Last week, we posted a couple questions from an interview we did with Paul Tripp. He talked youth and adult ministry and then he compared how God motivates obedience with how we tend to.
Here are a couple follow up questions about motivating obedience. (You can also listen to the answer if you'd like.)
Is there a valid way to use guilt and threats to motivate good behavior?
Yes, I think there's a way. I think it's very biblical to hold out the things that God says to his people.
I think a great place to instruct children in God's warning economy is in the early chapters of Deuteronomy as Israel is going into the Promised Land. And there's all kinds of warnings there against their disobedience, their idolatry.
But they are warnings that are not just perfunctory behavior warnings.
And I think there are proper rewards, rewards that are character rewards, not materialistic rewards.
For example, I could say to my fifteen-year-old son, "Look, Mom and Dad have made you come in at 9 o'clock over the last year, but we've just seen real responsibility, real wisdom in your life. So we're going to extend that a couple hours, because we really do believe we can trust you." That's a reward, but it's a character reward.
It's different than saying, "You want that mountain bike? That mountain bike can be yours. All you have to do is..." Because that takes that heart in a different place. He may submit to doing X just because there's a physical thing at the other end of it, yet no desire to obey at all.
Is it ever OK to use "materialistic rewards" for immediate, temporary needs, such as keeping your child quiet for the next 10 minutes in church?
Sure, I think that the Bible, if I could use this term, is agnostic in terms of the order. Sometimes you're in a situation and you have to get at behavior before you can get at the heart, and you have to get at behavior quickly.

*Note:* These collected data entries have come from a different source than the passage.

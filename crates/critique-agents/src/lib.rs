//! HTTP reasoning-service backend for the critique orchestration core.
//!
//! Provides [`HttpReasoningService`], a [`ReasoningService`]
//! implementation over any OpenAI-compatible chat completions endpoint,
//! plus the role prompts it renders.
//!
//! [`ReasoningService`]: orchestration::ReasoningService

pub mod prompts;
pub mod service;

pub use service::{HttpReasoningService, ServiceConfig};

Say you've got a man who is hitting his wife. I'm not going to say, "I'm going to give six months to seeing this man's heart change while he's beating on her." We've got to stop that behavior.

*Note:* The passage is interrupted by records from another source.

//! Prompt construction for the critique, arbitration, and judge calls.
//!
//! Every prompt demands strict JSON output; the orchestration core
//! validates structure, so the prompts only need to make the expected
//! shape unambiguous.

use orchestration::{AgentKind, ArbitrationRequest, CritiqueRequest, JudgeRequest};

/// System prompt for one critique role.
pub fn critique_system_prompt(kind: AgentKind) -> String {
    let focus = match kind {
        AgentKind::Methodology => {
            "You scrutinize methods, study design, and logical structure. \
             Look for confounds, invalid inferences, missing controls, and \
             unjustified generalizations."
        }
        AgentKind::Evidence => {
            "You check every claim against the evidence actually presented. \
             Look for citations that do not support the claim, overstated \
             effect sizes, and conclusions beyond the data."
        }
        AgentKind::Clarity => {
            "You evaluate exposition, organization, and ambiguity. Look for \
             undefined terms, contradictory passages, and structure that \
             obscures the argument."
        }
        AgentKind::Adversary => {
            "You argue the strongest good-faith case against the content's \
             conclusions. Steelman the opposition and surface the alternative \
             explanations the authors have not ruled out."
        }
    };

    format!(
        r#"You are one reviewer on a critique panel. {focus}

Respond with JSON only: an array of critique objects. Each object has:
- "claim": string, the specific issue you identify
- "evidence": string, where in the content the issue appears
- "confidence": number between 0.0 and 1.0
- "severity": one of "low", "medium", "high", "critical"
- "recommendation": string, how to address the issue
- "concession": optional string, the best counter-argument to your claim
- "sub_claims": optional array of nested critique objects

Report only issues you can ground in the content. An empty array is a
valid response when you find nothing."#
    )
}

/// User prompt for one critique invocation.
pub fn critique_user_prompt(request: &CritiqueRequest) -> String {
    let context = request
        .context
        .as_deref()
        .unwrap_or("No additional context provided.");
    format!(
        "## Goal\n\n{}\n\n## Additional Context\n\n{}\n\n## Content Under Review\n\n{}",
        request.goal, context, request.content
    )
}

/// System prompt for the arbitration call.
pub fn arbitration_system_prompt() -> &'static str {
    r#"You are the arbiter for a critique panel. You receive every panelist's
critique tree and reconcile them: raise confidence where panelists
independently corroborate a finding, lower it where one panelist's
concession or counter-evidence undercuts another's claim, and adjust
severity where the panel's combined view warrants it.

You may only adjust existing nodes. Never invent or remove critiques.

Respond with JSON only: an array of adjustment objects. Each object has:
- "agent_id": string, which panelist's tree to adjust
- "path": array of integers, root-to-node index path into that tree
- "confidence": optional number between 0.0 and 1.0, the new confidence
- "severity": optional, one of "low", "medium", "high", "critical"
- "comment": string, why the adjustment is warranted

An empty array is a valid response when no reconciliation is needed."#
}

/// User prompt for the arbitration call.
pub fn arbitration_user_prompt(request: &ArbitrationRequest) -> String {
    let trees = serde_json::to_string_pretty(&request.trees)
        .unwrap_or_else(|_| "{}".to_string());
    format!(
        "## Goal\n\n{}\n\n## Panel Critique Trees\n\n```json\n{}\n```",
        request.goal, trees
    )
}

/// System prompt for the judge call.
pub fn judge_system_prompt() -> &'static str {
    r#"You are the judge for a critique panel. You receive the arbitrated
critique trees and synthesize one verdict on the content's overall
quality.

Weigh severity and confidence together: one high-confidence critical
finding outweighs many low-severity quibbles. Arbitration notes on a
node record the panel's reconciled view; prefer them over the original
framing.

Respond with JSON only, a single object with:
- "summary_text": string, a narrative synthesis of the panel's findings
- "overall_score": integer 0 to 100, where 0 is rejected and 100 is sound
- "score_justification": string, how the findings produced the score"#
}

/// User prompt for the judge call.
pub fn judge_user_prompt(request: &JudgeRequest) -> String {
    let trees = serde_json::to_string_pretty(&request.trees)
        .unwrap_or_else(|_| "{}".to_string());
    let arbitration_note = if request.arbitration.degraded {
        "Arbitration did not run; the trees are unreconciled.".to_string()
    } else {
        format!(
            "Arbitration applied {} adjustments ({} dropped).",
            request.arbitration.applied.len(),
            request.arbitration.dropped.len()
        )
    };
    format!(
        "## Goal\n\n{}\n\n## Arbitration\n\n{}\n\n## Critique Trees\n\n```json\n{}\n```",
        request.goal, arbitration_note, trees
    )
}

The problem, very often, is that we're satisfied when the behavior stops.
Now if I do that with my children, I know—I've got a mark in my brain—that this is not the end of this discussion. We've got to go back after this, because I want to get at the heart that was behind that.
But I know, because we're in a service of worship, that I've got to take this child out so that we can deal with it and bring him back in. So I say, "You need to be quiet. If you're not quiet, that's a direct disobedience to Daddy, and we'll go out, I'll paddle your little bottom, and we'll come back in again. And hear me: Daddy is willing to do this forty times, because Daddy won't lose, because Daddy can't lose, because Daddy represents Jesus. And you will not be the Daddy of Daddy."
But I know we're not done. And so, maybe Sunday afternoon, I'm going to get with that little one and say, "Let's talk about what was going on in that service." And I'm going to get after the heart.
1 comment:
How do you feel about the whole "Daddy represents Jesus" thing? It makes me squirm. I think Daddy points to Jesus, through his weakness and brokenness, not through an "I will win no matter what" kind of attitude.